◆ **Exercise directions**: Write out, word for word, every line in the data below from the one containing "pub fn default_universe()" to the one containing "pub fn parse_pairs(input: &str)", both of them included.

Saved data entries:

****************

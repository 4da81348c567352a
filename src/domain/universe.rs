//! Candidate-pair universe.
//!
//! Parses pair lists from configuration (`KO/PEP,XOM/CVX,...`) and provides
//! the default universe used when none is configured.

use crate::domain::error::PairtraderError;
use std::collections::HashSet;
use std::fmt;

/// Two symbols hypothesized to be cointegrated. `symbol_a` is regressed on
/// `symbol_b` when fitting the hedge ratio, so order matters.
#[derive(Debug, Clone, PartialEq, Eq, Hash)]
pub struct PairCandidate {
    pub symbol_a: String,
    pub symbol_b: String,
}

impl PairCandidate {
    pub fn new(symbol_a: &str, symbol_b: &str) -> Self {
        PairCandidate {
            symbol_a: symbol_a.to_string(),
            symbol_b: symbol_b.to_string(),
        }
    }
}

impl fmt::Display for PairCandidate {
    fn fmt(&self, f: &mut fmt::Formatter<'_>) -> fmt::Result {
        write!(f, "{}/{}", self.symbol_a, self.symbol_b)
    }
}

pub fn default_universe() -> Vec<PairCandidate> {
    vec![
        PairCandidate::new("KO", "PEP"),
        PairCandidate::new("XOM", "CVX"),
        PairCandidate::new("V", "MA"),
        PairCandidate::new("JPM", "BAC"),
        PairCandidate::new("AAPL", "MSFT"),
    ]
}

/// Parse a single `A/B` pair spec: trimmed, uppercased, both sides required
/// and distinct.
pub fn parse_pair(spec: &str) -> Result<PairCandidate, PairtraderError> {
    let invalid = |reason: &str| PairtraderError::InvalidPair {
        spec: spec.to_string(),
        reason: reason.to_string(),
    };

    let mut parts = spec.split('/');
    let (Some(first), Some(second), None) = (parts.next(), parts.next(), parts.next()) else {
        return Err(invalid("expected exactly one '/'"));
    };

    let symbol_a = first.trim().to_uppercase();
    let symbol_b = second.trim().to_uppercase();
    if symbol_a.is_empty() || symbol_b.is_empty() {
        return Err(invalid("empty symbol"));
    }
    if symbol_a == symbol_b {
        return Err(invalid("a pair needs two distinct symbols"));
    }

    Ok(PairCandidate {
        symbol_a,
        symbol_b,
    })
}

/// Parse a comma-separated pair list, rejecting empty tokens and exact
/// duplicates. Reversed pairs (`PEP/KO` after `KO/PEP`) are distinct
/// candidates since the hedge direction differs.
pub fn parse_pairs(input: &str) -> Result<Vec<PairCandidate>, PairtraderError> {
    let mut pairs = Vec::new();
    let mut seen = HashSet::new();

    for token in input.split(',') {
        let trimmed = token.trim();
        if trimmed.is_empty() {
            return Err(PairtraderError::InvalidPair {
                spec: input.to_string(),
                reason: "empty token in pair list".to_string(),
            });
        }
        let pair = parse_pair(trimmed)?;
        if !seen.insert(pair.clone()) {
            return Err(PairtraderError::InvalidPair {
                spec: input.to_string(),
                reason: format!("duplicate pair {pair}"),
            });
        }
        pairs.push(pair);
    }

    Ok(pairs)
}
//! Performance metrics over a finished simulation.

use crate::domain::simulation::{TradeAction, TradeMark};
use crate::domain::stats::{mean, sample_std};

const TRADING_DAYS_PER_YEAR: f64 = 252.0;

/// Summary statistics for one pair's equity curve and trade log.
#[derive(Debug, Clone, PartialEq)]
pub struct Metrics {
    pub sharpe: f64,
    pub total_return: f64,
    pub max_drawdown: f64,
    pub win_rate: f64,
    pub total_trades: usize,
}

impl Metrics {
    /// All values are pure functions of the curve and the trade log. Win
    /// rate and trade count consider exits only; entries carry no realized
    /// P&L.
    pub fn compute(equity_curve: &[f64], trades: &[TradeMark], initial_capital: f64) -> Self {
        let final_equity = equity_curve.last().copied().unwrap_or(initial_capital);
        let total_return = if initial_capital > 0.0 {
            (final_equity - initial_capital) / initial_capital
        } else {
            0.0
        };

        let sharpe = compute_sharpe(equity_curve);
        let max_drawdown = compute_drawdown(equity_curve);

        let exit_pnls: Vec<f64> = trades
            .iter()
            .filter(|t| t.action == TradeAction::Exit)
            .filter_map(|t| t.net_pnl)
            .collect();
        let total_trades = exit_pnls.len();
        let wins = exit_pnls.iter().filter(|&&pnl| pnl > 0.0).count();
        let win_rate = if total_trades > 0 {
            wins as f64 / total_trades as f64
        } else {
            0.0
        };

        Metrics {
            sharpe,
            total_return,
            max_drawdown,
            win_rate,
            total_trades,
        }
    }
}

/// Annualized mean/std of per-step simple returns, 0 when the returns have
/// no variance.
fn compute_sharpe(equity_curve: &[f64]) -> f64 {
    if equity_curve.len() < 2 {
        return 0.0;
    }

    let returns: Vec<f64> = equity_curve
        .windows(2)
        .map(|w| if w[0] > 0.0 { (w[1] - w[0]) / w[0] } else { 0.0 })
        .collect();

    let std = sample_std(&returns);
    if std > 0.0 {
        TRADING_DAYS_PER_YEAR.sqrt() * mean(&returns) / std
    } else {
        0.0
    }
}

/// Largest peak-to-trough decline as a fraction of the running peak.
fn compute_drawdown(equity_curve: &[f64]) -> f64 {
    let mut peak = match equity_curve.first() {
        Some(&first) => first,
        None => return 0.0,
    };
    let mut max_dd = 0.0_f64;

    for &equity in equity_curve {
        if equity > peak {
            peak = equity;
        } else if peak > 0.0 {
            let dd = (peak - equity) / peak;
            if dd > max_dd {
                max_dd = dd;
            }
        }
    }

    max_dd
}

****************

◆ **Answer box**:
pub fn default_universe() -> Vec<PairCandidate> {
    vec![
        PairCandidate::new("KO", "PEP"),
        PairCandidate::new("XOM", "CVX"),
        PairCandidate::new("V", "MA"),
        PairCandidate::new("JPM", "BAC"),
        PairCandidate::new("AAPL", "MSFT"),
    ]
}

/// Parse a single `A/B` pair spec: trimmed, uppercased, both sides required
/// and distinct.
pub fn parse_pair(spec: &str) -> Result<PairCandidate, PairtraderError> {
    let invalid = |reason: &str| PairtraderError::InvalidPair {
        spec: spec.to_string(),
        reason: reason.to_string(),
    };

    let mut parts = spec.split('/');
    let (Some(first), Some(second), None) = (parts.next(), parts.next(), parts.next()) else {
        return Err(invalid("expected exactly one '/'"));
    };

    let symbol_a = first.trim().to_uppercase();
    let symbol_b = second.trim().to_uppercase();
    if symbol_a.is_empty() || symbol_b.is_empty() {
        return Err(invalid("empty symbol"));
    }
    if symbol_a == symbol_b {
        return Err(invalid("a pair needs two distinct symbols"));
    }

    Ok(PairCandidate {
        symbol_a,
        symbol_b,
    })
}

/// Parse a comma-separated pair list, rejecting empty tokens and exact
/// duplicates. Reversed pairs (`PEP/KO` after `KO/PEP`) are distinct
/// candidates since the hedge direction differs.
pub fn parse_pairs(input: &str) -> Result<Vec<PairCandidate>, PairtraderError> {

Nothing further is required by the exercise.